▸ **SUPPLIED INFORMATION**:
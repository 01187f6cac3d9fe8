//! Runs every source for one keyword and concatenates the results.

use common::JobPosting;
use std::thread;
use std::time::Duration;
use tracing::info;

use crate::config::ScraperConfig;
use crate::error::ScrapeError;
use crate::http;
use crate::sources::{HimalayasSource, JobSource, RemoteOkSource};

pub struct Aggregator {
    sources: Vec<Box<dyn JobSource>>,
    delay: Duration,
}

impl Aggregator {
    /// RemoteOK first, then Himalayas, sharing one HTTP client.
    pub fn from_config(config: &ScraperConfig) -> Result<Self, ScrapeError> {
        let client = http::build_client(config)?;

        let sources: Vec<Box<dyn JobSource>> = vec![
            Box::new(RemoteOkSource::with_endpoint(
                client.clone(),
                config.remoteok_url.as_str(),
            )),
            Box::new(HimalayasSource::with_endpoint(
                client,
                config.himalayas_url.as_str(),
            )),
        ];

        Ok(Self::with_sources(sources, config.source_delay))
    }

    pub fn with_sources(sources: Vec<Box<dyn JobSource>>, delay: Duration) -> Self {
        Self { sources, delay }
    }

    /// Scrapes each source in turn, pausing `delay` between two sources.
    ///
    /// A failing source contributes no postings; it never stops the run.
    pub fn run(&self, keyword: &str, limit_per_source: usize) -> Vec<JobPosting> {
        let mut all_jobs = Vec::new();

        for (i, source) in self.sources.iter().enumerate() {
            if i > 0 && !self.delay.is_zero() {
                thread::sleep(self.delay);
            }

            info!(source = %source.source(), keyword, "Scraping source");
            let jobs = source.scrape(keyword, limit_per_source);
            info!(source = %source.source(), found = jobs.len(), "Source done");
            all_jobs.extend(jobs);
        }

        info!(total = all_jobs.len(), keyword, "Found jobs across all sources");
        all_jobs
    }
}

▸ **TASK PROMPT**: Your reply must repeat the records above exactly and in full.

▸ **RESPONSE BOX**:
repository 01187f6cac3d9fe8
//! Runs every source for one keyword and concatenates the results.

use common::JobPosting;
use std::thread;
use std::time::Duration;
use tracing::info;

use crate::config::ScraperConfig;
use crate::error::ScrapeError;
use crate::http;
use crate::sources::{HimalayasSource, JobSource, RemoteOkSource};

pub struct Aggregator {
    sources: Vec<Box<dyn JobSource>>,
    delay: Duration,
}

impl Aggregator {
    /// RemoteOK first, then Himalayas, sharing one HTTP client.
    pub fn from_config(config: &ScraperConfig) -> Result<Self, ScrapeError> {
        let client = http::build_client(config)?;

        let sources: Vec<Box<dyn JobSource>> = vec![
            Box::new(RemoteOkSource::with_endpoint(
                client.clone(),
                config.remoteok_url.as_str(),
            )),
            Box::new(HimalayasSource::with_endpoint(
                client,
                config.himalayas_url.as_str(),
            )),
        ];

        Ok(Self::with_sources(sources, config.source_delay))
    }

    pub fn with_sources(sources: Vec<Box<dyn JobSource>>, delay: Duration) -> Self {
        Self { sources, delay }
    }

    /// Scrapes each source in turn, pausing `delay` between two sources.
    ///
    /// A failing source contributes no postings; it never stops the run.
    pub fn run(&self, keyword: &str, limit_per_source: usize) -> Vec<JobPosting> {
        let mut all_jobs = Vec::new();

        for (i, source) in self.sources.iter().enumerate() {
            if i > 0 && !self.delay.is_zero() {
                thread::sleep(self.delay);
            }

            info!(source = %source.source(), keyword, "Scraping source");
            let jobs = source.scrape(keyword, limit_per_source);
            info!(source = %source.source(), found = jobs.len(), "Source done");
            all_jobs.extend(jobs);
        }

        info!(total = all_jobs.len(), keyword, "Found jobs across all sources");
        all_jobs
    }
}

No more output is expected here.